Ek olarak, RCC'de ELOVL2 ablasyonunun, mitokondriye bağımlı bir yol yoluyla BAK ve BAX'ı yukarı regüle ederken BCL‑2 ve MCL‑1'i aşağı regüle ederek ER stresi ve CHOP yukarı regülasyonunu destekleyebildiği gösterilmiştir (44). Gerçekten de, bu çalışmanın sonuçları pro- ve anti-apoptotik genlerin ELOVL2 ablasyonu ile benzer şekilde değiştirildiğini göstermiştir.
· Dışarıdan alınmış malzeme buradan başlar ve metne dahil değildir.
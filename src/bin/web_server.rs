use bmssp::web::server::{start_server_with_config, ServerConfig};
use std::env;

#[tokio::main]
async fn main() -> Result<(), Box<dyn std::error::Error>> {
    env_logger::init();

    let args: Vec<String> = env::args().collect();
    let port = if args.len() > 1 {
        args[1].parse().unwrap_or(3005)
    } else {
        3005
    };

    let config = ServerConfig {
        port,
        ..Default::default()
    };

    println!("Starting shortest-path service on port {}", config.port);
    start_server_with_config(config).await?;

    Ok(())
}
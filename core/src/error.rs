use thiserror::Error;

use crate::types::*;

#[derive(Error, Debug, Copy, Clone, PartialEq, Eq)]
pub enum GameError {
    #[error("pool has {have} categories, the board needs {need}")]
    InsufficientPool { have: usize, need: usize },
    #[error("clue {0} is not on the active board")]
    ClueNotFound(ClueId),
    #[error("category {0} does not match the configured clue count")]
    ClueCountMismatch(CategoryId),
    #[error("category {0} appears more than once in the selection")]
    DuplicateCategory(CategoryId),
    #[error("clue {0} appears more than once on the board")]
    DuplicateClue(ClueId),
}

pub type Result<T> = core::result::Result<T, GameError>;
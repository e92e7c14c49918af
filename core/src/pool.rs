use alloc::collections::BTreeMap;
use serde::{Deserialize, Serialize};

use crate::clue::Category;
use crate::types::*;

/// All categories fetched for one session, keyed by id.
///
/// Built once by the fetch stage, read-only to the sampler, and discarded
/// wholesale when a new session starts.
#[derive(Clone, Debug, Default, PartialEq, Serialize, Deserialize)]
pub struct CategoryPool {
    categories: BTreeMap<CategoryId, Category>,
}

impl CategoryPool {
    pub fn new() -> Self {
        Self::default()
    }

    /// Insert a category, replacing any previous entry with the same id.
    pub fn insert(&mut self, category: Category) -> Option<Category> {
        self.categories.insert(category.id(), category)
    }

    pub fn get(&self, id: CategoryId) -> Option<&Category> {
        self.categories.get(&id)
    }

    pub fn len(&self) -> usize {
        self.categories.len()
    }

    pub fn is_empty(&self) -> bool {
        self.categories.is_empty()
    }

    /// Categories in ascending id order.
    pub fn iter(&self) -> impl Iterator<Item = &Category> {
        self.categories.values()
    }
}

impl FromIterator<Category> for CategoryPool {
    fn from_iter<I: IntoIterator<Item = Category>>(iter: I) -> Self {
        let mut pool = Self::new();
        for category in iter {
            pool.insert(category);
        }
        pool
    }
}

#[cfg(test)]
mod tests {
    use super::*;
    use crate::clue::Clue;
    use alloc::format;
    use alloc::vec;

    fn category(id: CategoryId) -> Category {
        let clues = vec![Clue::new(id * 10, format!("q{}", id), format!("a{}", id))];
        Category::new(id, format!("category {}", id), clues)
    }

    #[test]
    fn insert_replaces_entries_with_the_same_id() {
        let mut pool = CategoryPool::new();

        assert!(pool.insert(category(3)).is_none());
        assert!(pool.insert(category(4)).is_none());
        assert_eq!(pool.len(), 2);

        let previous = pool.insert(category(3));
        assert_eq!(previous, Some(category(3)));
        assert_eq!(pool.len(), 2);
    }

    #[test]
    fn iteration_is_ordered_by_id() {
        let pool: CategoryPool = [category(9), category(2), category(5)].into_iter().collect();

        let ids: alloc::vec::Vec<CategoryId> = pool.iter().map(Category::id).collect();
        assert_eq!(ids, vec![2, 5, 9]);
    }
}
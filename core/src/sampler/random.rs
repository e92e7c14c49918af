use alloc::collections::BTreeSet;
use alloc::vec::Vec;

use super::*;

/// Uniform without-replacement sampling: draw a pool index at random, reject
/// repeats, until the board is full.
#[derive(Copy, Clone, Debug, PartialEq, Eq)]
pub struct RandomCategorySampler {
    seed: u64,
}

impl RandomCategorySampler {
    pub const fn new(seed: u64) -> Self {
        Self { seed }
    }
}

impl CategorySampler for RandomCategorySampler {
    fn sample(self, pool: &CategoryPool, config: GameConfig) -> Result<BoardSelection> {
        use rand::prelude::*;

        let need = usize::from(config.categories);
        let have = pool.len();
        if have < need {
            // with fewer candidates than slots the rejection loop below
            // could never terminate
            return Err(GameError::InsufficientPool { have, need });
        }

        let candidates: Vec<&Category> = pool.iter().collect();
        let mut rng = SmallRng::seed_from_u64(self.seed);
        let mut chosen = BTreeSet::new();
        let mut picked: Vec<Category> = Vec::with_capacity(need);

        while picked.len() < need {
            let index = rng.random_range(0..have);
            if chosen.insert(index) {
                picked.push(candidates[index].clone());
            }
        }

        BoardSelection::from_categories(picked, config.clues_per_category)
    }
}
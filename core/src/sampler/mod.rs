use crate::*;
pub use random::*;

mod random;

/// Draws the categories for a new board out of the session pool.
///
/// The pool is read-only to the sampler; implementations return a fresh
/// [`BoardSelection`] or fail fast when one cannot exist.
pub trait CategorySampler {
    fn sample(self, pool: &CategoryPool, config: GameConfig) -> Result<BoardSelection>;
}
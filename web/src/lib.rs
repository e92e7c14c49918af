use clap::Parser;
use wasm_bindgen::prelude::*;

mod board;
mod fetch;

#[derive(Parser, Debug)]
#[command(version, about, long_about = None)]
struct Args {
    /// What log level to use
    #[command(flatten)]
    verbose: clap_verbosity_flag::Verbosity,

    /// Force the sampler seed of the first board instead of a random one
    #[arg(short, long)]
    seed: Option<u64>,
}

#[wasm_bindgen(start)]
pub fn run_app() {
    use gloo::utils::{document, window};

    #[cfg(feature = "console_error_panic_hook")]
    {
        console_error_panic_hook::set_once();
    }

    let location_hash = window()
        .location()
        .hash()
        .unwrap_or_else(|_| "".to_string());

    let args = Args::try_parse_from(location_hash.split(['#', '&'])).expect("Could not parse args");
    if let Some(log_level) = args.verbose.log_level() {
        console_log::init_with_level(log_level).expect("Error initializing logger");
    }
    log::debug!("seed override: {:?}", args.seed);

    let root = document()
        .get_element_by_id("board")
        .expect("Could not find id=\"board\" element");

    log::debug!("App started");
    yew::Renderer::<board::BoardView>::with_root_and_props(
        root,
        board::BoardProps { seed: args.seed },
    )
    .render();
}
//! Session-setup fetch stage: builds the [`CategoryPool`] from the remote API.

use gloo::net::http::Request;
use riesgo_core::{Category, CategoryPool, Clue, ClueCount};
use riesgo_protocol::ApiCategory;

/// Base URL of the trivia API.
const API_BASE: &str = "https://rithm-jeopardy.herokuapp.com/api";

/// Candidate category ids probed on every session start. Some ids in the
/// range are known to fail on the server side; those are skipped.
const CANDIDATE_IDS: std::ops::RangeInclusive<u32> = 2..=19;

/// Fetch every candidate category. Individual failures only shrink the pool;
/// whether the result is big enough to play is the caller's call.
pub(crate) async fn fetch_pool(clues_per_category: ClueCount) -> CategoryPool {
    let mut pool = CategoryPool::new();

    for id in CANDIDATE_IDS {
        match fetch_category(id).await {
            Ok(api_category) => {
                if let Some(category) = adapt_category(api_category, clues_per_category) {
                    pool.insert(category);
                }
            }
            Err(err) => log::warn!("failed to fetch category {}: {}", id, err),
        }
    }

    log::debug!("pooled {} categories", pool.len());
    pool
}

async fn fetch_category(id: u32) -> Result<ApiCategory, gloo::net::Error> {
    let url = format!("{}/category?id={}", API_BASE, id);
    let response = Request::get(&url).send().await?;
    if !response.ok() {
        return Err(gloo::net::Error::GlooError(format!(
            "status {}",
            response.status()
        )));
    }
    response.json().await
}

/// Clamp an API category to the board's clue count; a category that cannot
/// fill a whole column is dropped.
fn adapt_category(api: ApiCategory, clues_per_category: ClueCount) -> Option<Category> {
    let want = usize::from(clues_per_category);
    if api.clues.len() < want {
        log::warn!(
            "category {} ({:?}) has {} clues, need {}",
            api.id,
            api.title,
            api.clues.len(),
            want
        );
        return None;
    }

    let clues = api
        .clues
        .into_iter()
        .take(want)
        .map(|clue| Clue::new(clue.id, clue.question, clue.answer))
        .collect();
    Some(Category::new(api.id, api.title, clues))
}
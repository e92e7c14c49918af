//! Wire format of the remote trivia API.
//!
//! A `GET {base}/category?id={n}` returns one category together with its full
//! clue list. These types mirror that payload; fields the game never reads
//! (clue values, air dates) are left to serde's unknown-field handling.

use serde::{Deserialize, Serialize};

/// Payload of a single `category` response.
#[derive(Clone, Debug, PartialEq, Eq, Serialize, Deserialize)]
pub struct ApiCategory {
    pub id: u32,
    pub title: String,
    pub clues: Vec<ApiClue>,
}

/// One clue entry as served by the API.
#[derive(Clone, Debug, PartialEq, Eq, Serialize, Deserialize)]
pub struct ApiClue {
    pub id: u32,
    pub question: String,
    pub answer: String,
}

#[cfg(test)]
mod tests {
    use super::*;

    #[test]
    fn category_payload_deserializes_and_skips_unknown_fields() {
        let payload = r#"{
            "id": 11,
            "title": "Literature",
            "clues": [
                {"id": 101, "question": "Hamlet Author", "answer": "Shakespeare", "value": 200},
                {"id": 102, "question": "Bell Jar Author", "answer": "Plath", "value": 400}
            ],
            "clues_count": 2
        }"#;

        let category: ApiCategory = serde_json::from_str(payload).unwrap();

        assert_eq!(category.id, 11);
        assert_eq!(category.title, "Literature");
        assert_eq!(category.clues.len(), 2);
        assert_eq!(category.clues[0].question, "Hamlet Author");
        assert_eq!(category.clues[1].answer, "Plath");
    }
}
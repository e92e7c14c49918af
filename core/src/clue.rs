use alloc::string::String;
use alloc::vec::Vec;
use serde::{Deserialize, Serialize};

use crate::types::*;

/// Reveal progression of a single clue.
///
/// Transitions are monotonic, `Hidden -> Question -> Answer`, and `Answer`
/// is terminal.
#[derive(Copy, Clone, Debug, PartialEq, Eq, Serialize, Deserialize)]
pub enum RevealState {
    Hidden,
    Question,
    Answer,
}

impl RevealState {
    pub const fn is_terminal(self) -> bool {
        matches!(self, Self::Answer)
    }
}

impl Default for RevealState {
    fn default() -> Self {
        Self::Hidden
    }
}

/// A question/answer pair. The text is fixed at fetch time; reveal progress
/// is tracked by the owning [`ClueBoard`](crate::ClueBoard).
#[derive(Clone, Debug, PartialEq, Eq, Serialize, Deserialize)]
pub struct Clue {
    id: ClueId,
    question: String,
    answer: String,
}

impl Clue {
    pub fn new(id: ClueId, question: String, answer: String) -> Self {
        Self {
            id,
            question,
            answer,
        }
    }

    pub const fn id(&self) -> ClueId {
        self.id
    }

    pub fn question(&self) -> &str {
        &self.question
    }

    pub fn answer(&self) -> &str {
        &self.answer
    }
}

/// A named group of ordered clues; clue order maps to board rows.
#[derive(Clone, Debug, PartialEq, Eq, Serialize, Deserialize)]
pub struct Category {
    id: CategoryId,
    title: String,
    clues: Vec<Clue>,
}

impl Category {
    pub fn new(id: CategoryId, title: String, clues: Vec<Clue>) -> Self {
        Self { id, title, clues }
    }

    pub const fn id(&self) -> CategoryId {
        self.id
    }

    pub fn title(&self) -> &str {
        &self.title
    }

    pub fn clues(&self) -> &[Clue] {
        &self.clues
    }

    pub fn clue_count(&self) -> ClueCount {
        self.clues.len().try_into().unwrap_or(ClueCount::MAX)
    }
}
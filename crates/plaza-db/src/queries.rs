use crate::models::{CommentRow, LikeRow, PostRow, UserRow};
use crate::Database;
use anyhow::Result;
use rusqlite::Connection;

impl Database {
    // -- Users --

    /// Insert a new unverified account. Returns `Ok(false)` when the email is
    /// already taken (UNIQUE violation) so concurrent duplicate registrations
    /// surface as a conflict instead of a 500.
    pub fn create_user(
        &self,
        id: &str,
        name: &str,
        email: &str,
        password_hash: &str,
        verify_token: &str,
    ) -> Result<bool> {
        self.with_conn(|conn| {
            let res = conn.execute(
                "INSERT INTO users (id, name, email, password, verify_token, verified)
                 VALUES (?1, ?2, ?3, ?4, ?5, 0)",
                rusqlite::params![id, name, email, password_hash, verify_token],
            );
            match res {
                Ok(_) => Ok(true),
                Err(rusqlite::Error::SqliteFailure(e, _))
                    if e.code == rusqlite::ErrorCode::ConstraintViolation =>
                {
                    Ok(false)
                }
                Err(e) => Err(e.into()),
            }
        })
    }

    pub fn get_user_by_email(&self, email: &str) -> Result<Option<UserRow>> {
        self.with_conn(|conn| query_user(conn, "email", email))
    }

    pub fn get_user_by_id(&self, id: &str) -> Result<Option<UserRow>> {
        self.with_conn(|conn| query_user(conn, "id", id))
    }

    /// Consume a verification token. This is a single conditional UPDATE so
    /// that two concurrent calls with the same token yield exactly one
    /// success — the affected-row count decides, never a read-then-write.
    pub fn mark_verified(&self, token: &str) -> Result<bool> {
        self.with_conn(|conn| {
            let affected = conn.execute(
                "UPDATE users SET verified = 1, verify_token = NULL WHERE verify_token = ?1",
                [token],
            )?;
            Ok(affected == 1)
        })
    }

    // -- Posts --

    pub fn insert_post(&self, id: &str, author_id: &str, content: &str) -> Result<()> {
        self.with_conn(|conn| {
            conn.execute(
                "INSERT INTO posts (id, author_id, content) VALUES (?1, ?2, ?3)",
                rusqlite::params![id, author_id, content],
            )?;
            Ok(())
        })
    }

    pub fn post_exists(&self, id: &str) -> Result<bool> {
        self.with_conn(|conn| {
            let count: i64 = conn.query_row(
                "SELECT COUNT(*) FROM posts WHERE id = ?1",
                [id],
                |row| row.get(0),
            )?;
            Ok(count > 0)
        })
    }

    pub fn get_posts(&self, limit: u32, before: Option<(&str, &str)>) -> Result<Vec<PostRow>> {
        self.with_conn(|conn| query_posts(conn, limit, before))
    }

    // -- Likes --

    /// Toggle a like: removes if present, inserts if not.
    /// Returns true when the post is liked after the call.
    pub fn toggle_like(&self, id: &str, post_id: &str, user_id: &str) -> Result<bool> {
        self.with_conn(|conn| {
            let existing: Option<String> = conn
                .query_row(
                    "SELECT id FROM likes WHERE post_id = ?1 AND user_id = ?2",
                    rusqlite::params![post_id, user_id],
                    |row| row.get(0),
                )
                .optional()?;

            if let Some(existing_id) = existing {
                conn.execute("DELETE FROM likes WHERE id = ?1", [&existing_id])?;
                Ok(false)
            } else {
                conn.execute(
                    "INSERT INTO likes (id, post_id, user_id) VALUES (?1, ?2, ?3)",
                    rusqlite::params![id, post_id, user_id],
                )?;
                Ok(true)
            }
        })
    }

    /// Batch-fetch likes for a set of post IDs.
    pub fn get_likes_for_posts(&self, post_ids: &[String]) -> Result<Vec<LikeRow>> {
        if post_ids.is_empty() {
            return Ok(vec![]);
        }

        self.with_conn(|conn| {
            let placeholders: Vec<String> =
                (1..=post_ids.len()).map(|i| format!("?{}", i)).collect();
            let sql = format!(
                "SELECT post_id, user_id FROM likes WHERE post_id IN ({})",
                placeholders.join(", ")
            );

            let mut stmt = conn.prepare(&sql)?;
            let params: Vec<&dyn rusqlite::types::ToSql> = post_ids
                .iter()
                .map(|id| id as &dyn rusqlite::types::ToSql)
                .collect();

            let rows = stmt
                .query_map(params.as_slice(), |row| {
                    Ok(LikeRow {
                        post_id: row.get(0)?,
                        user_id: row.get(1)?,
                    })
                })?
                .collect::<std::result::Result<Vec<_>, _>>()?;

            Ok(rows)
        })
    }

    // -- Comments --

    pub fn insert_comment(
        &self,
        id: &str,
        post_id: &str,
        author_id: &str,
        content: &str,
    ) -> Result<()> {
        self.with_conn(|conn| {
            conn.execute(
                "INSERT INTO comments (id, post_id, author_id, content) VALUES (?1, ?2, ?3, ?4)",
                rusqlite::params![id, post_id, author_id, content],
            )?;
            Ok(())
        })
    }

    /// Batch-fetch comments for a set of post IDs, author name joined in.
    pub fn get_comments_for_posts(&self, post_ids: &[String]) -> Result<Vec<CommentRow>> {
        if post_ids.is_empty() {
            return Ok(vec![]);
        }

        self.with_conn(|conn| {
            let placeholders: Vec<String> =
                (1..=post_ids.len()).map(|i| format!("?{}", i)).collect();
            let sql = format!(
                "SELECT c.id, c.post_id, c.author_id, u.name, c.content, c.created_at
                 FROM comments c
                 LEFT JOIN users u ON c.author_id = u.id
                 WHERE c.post_id IN ({})
                 ORDER BY c.created_at ASC",
                placeholders.join(", ")
            );

            let mut stmt = conn.prepare(&sql)?;
            let params: Vec<&dyn rusqlite::types::ToSql> = post_ids
                .iter()
                .map(|id| id as &dyn rusqlite::types::ToSql)
                .collect();

            let rows = stmt
                .query_map(params.as_slice(), |row| {
                    Ok(CommentRow {
                        id: row.get(0)?,
                        post_id: row.get(1)?,
                        author_id: row.get(2)?,
                        author_name: row
                            .get::<_, Option<String>>(3)?
                            .unwrap_or_else(|| "unknown".to_string()),
                        content: row.get(4)?,
                        created_at: row.get(5)?,
                    })
                })?
                .collect::<std::result::Result<Vec<_>, _>>()?;

            Ok(rows)
        })
    }
}

fn query_user(conn: &Connection, column: &str, value: &str) -> Result<Option<UserRow>> {
    // column is a compile-time constant ("email" or "id"), never user input
    let sql = format!(
        "SELECT id, name, email, password, verify_token, verified, created_at
         FROM users WHERE {} = ?1",
        column
    );
    let mut stmt = conn.prepare(&sql)?;

    let row = stmt
        .query_row([value], |row| {
            Ok(UserRow {
                id: row.get(0)?,
                name: row.get(1)?,
                email: row.get(2)?,
                password: row.get(3)?,
                verify_token: row.get(4)?,
                verified: row.get(5)?,
                created_at: row.get(6)?,
            })
        })
        .optional()?;

    Ok(row)
}

fn query_posts(
    conn: &Connection,
    limit: u32,
    before: Option<(&str, &str)>,
) -> Result<Vec<PostRow>> {
    // JOIN users to fetch author_name in a single query (eliminates N+1).
    // Cursor pagination: `before` is the (created_at, id) of the oldest post
    // from the previous page. created_at has second resolution, so the id
    // breaks ties — posts sharing the cursor's second are not skipped.
    let map_row = |row: &rusqlite::Row<'_>| {
        Ok(PostRow {
            id: row.get(0)?,
            author_id: row.get(1)?,
            author_name: row
                .get::<_, Option<String>>(2)?
                .unwrap_or_else(|| "unknown".to_string()),
            content: row.get(3)?,
            created_at: row.get(4)?,
        })
    };

    let rows = match before {
        Some((cursor_ts, cursor_id)) => {
            let mut stmt = conn.prepare(
                "SELECT p.id, p.author_id, u.name, p.content, p.created_at
                 FROM posts p
                 LEFT JOIN users u ON p.author_id = u.id
                 WHERE p.created_at < ?1
                    OR (p.created_at = ?1 AND p.id < ?2)
                 ORDER BY p.created_at DESC, p.id DESC
                 LIMIT ?3",
            )?;
            stmt.query_map(rusqlite::params![cursor_ts, cursor_id, limit], map_row)?
                .collect::<std::result::Result<Vec<_>, _>>()?
        }
        None => {
            let mut stmt = conn.prepare(
                "SELECT p.id, p.author_id, u.name, p.content, p.created_at
                 FROM posts p
                 LEFT JOIN users u ON p.author_id = u.id
                 ORDER BY p.created_at DESC, p.id DESC
                 LIMIT ?1",
            )?;
            stmt.query_map(rusqlite::params![limit], map_row)?
                .collect::<std::result::Result<Vec<_>, _>>()?
        }
    };

    Ok(rows)
}

/// Extension trait for optional query results
trait OptionalExt<T> {
    fn optional(self) -> Result<Option<T>>;
}

impl<T> OptionalExt<T> for std::result::Result<T, rusqlite::Error> {
    fn optional(self) -> Result<Option<T>> {
        match self {
            Ok(val) => Ok(Some(val)),
            Err(rusqlite::Error::QueryReturnedNoRows) => Ok(None),
            Err(e) => Err(e.into()),
        }
    }
}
HIF2 /PLIN2'ye bağlı LD'lerin ccRCC'de ER stresine karşı direnci ve hücre sağkalımını desteklediğini bildiren Qui ve arkadaşlarının (5) çalışmasındaki bulgulara uygun olarak, bu toplu bulgular ELOVL2 tarafından hücresel apoptozu teşvik eden ER stresini desteklemektedir. ablasyonböbrekkanser hücreleri, LD'leri azaltmak ve toksik lipidlere karşı hücresel tamponu çıkarmak.
Sonuç olarak, bu çalışma, bildiğimiz kadarıyla, ilk kez, ELOVL2'nin, PUFA'ların uzaması yoluyla apoptozun inhibisyonu yoluyla, en azından kısmen ER homeostazını koruyarak tümör büyümesini desteklediğini göstermiştir.böbrekkanser hücreleri. Birlikte ele alındığında, ELOVL2'nin neden olduğu LD'lerin, RCC'deki hücresel strese karşı çoklu koruyucu etkiler nedeniyle kanserin ilerlemesine katkıda bulunabileceği öne sürülmüştür. Ayrıca, ELOVL2'nin RCC'li hastalar için çekici bir potansiyel terapötik hedef olabileceği öne sürülmüştür.